GUANICA, Puerto Rico -- Miles of rocky shoreline and mangrove thickets have been fouled by a fuel spill drifting along Puerto Rico's southwest coast, environmental officials said Friday. Specialists walked blackened shores as helicopters flew over the area to assess damage and track the slick, which also could threaten a pristine coral reef off the coast of La Parguera, a diving site popular with tourists...

By JOSE FERNANDEZ COLON ~ The Associated Press
Workers cleaned up fuel oil Friday on a beach near Guanica, Puerto Rico. Authorities were still investigating the origin of the spill. (BRENNAN LINSLEY ~ Associated Press)
Workers cleaned up fuel oil Friday on a beach near Guanica, Puerto Rico. Authorities were still investigating the origin of the spill. (BRENNAN LINSLEY ~ Associated Press)

~ An investigation is underway to identify a responsible party.

GUANICA, Puerto Rico -- Miles of rocky shoreline and mangrove thickets have been fouled by a fuel spill drifting along Puerto Rico's southwest coast, environmental officials said Friday.

Specialists walked blackened shores as helicopters flew over the area to assess damage and track the slick, which also could threaten a pristine coral reef off the coast of La Parguera, a diving site popular with tourists.

Authorities were still investigating the origin of the spill, which stretched along an estimated eight miles of shoreline from the southwestern town of Guanica to Guayanilla Bay.

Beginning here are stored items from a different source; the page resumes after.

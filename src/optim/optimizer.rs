use crate::network::{ParamGroup, Parameter};
use crate::error::Result;

/// Parameter-update rule.
///
/// Learning rates are per group: the backbone group runs at
/// `base_lr * backbone_scale`. Parameters with `trainable == false` are never
/// touched by `step`.
pub trait Optimizer {
    fn name(&self) -> &'static str;

    /// Applies one update from the accumulated gradients.
    fn step(&mut self, params: Vec<&mut Parameter>) -> Result<()>;

    fn base_lr(&self) -> f64;

    fn set_base_lr(&mut self, lr: f64);

    fn backbone_scale(&self) -> f64;

    fn lr_for(&self, group: ParamGroup) -> f64 {
        match group {
            ParamGroup::Base => self.base_lr(),
            ParamGroup::Backbone => self.base_lr() * self.backbone_scale(),
        }
    }

    fn state(&self) -> Result<serde_json::Value>;

    fn load_state(&mut self, state: &serde_json::Value) -> Result<()>;

    fn describe(&self) -> String {
        format!(
            "{} (lr: {}, backbone lr: {})",
            self.name(),
            self.lr_for(ParamGroup::Base),
            self.lr_for(ParamGroup::Backbone)
        )
    }
}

"The impact area of this spill has been quite extensive," said Javier Velez Arocho, secretary of the Department of Natural and Environmental Resources, which has closed beaches in the area.

Cleanup crews clad in protective suits and boots walked the shoreline, lugging plastic bags full of oily debris and sand to be trucked away. The workers targeted the most heavily contaminated beaches.

Gov. Anibal Acevedo Vila, who took a helicopter tour of the area with Justice Secretary Roberto Sanchez Ramos, said federal authorities told him the fuel was either dumped by a ship in the Caribbean Sea or emanated from a "local source." He did not give further details.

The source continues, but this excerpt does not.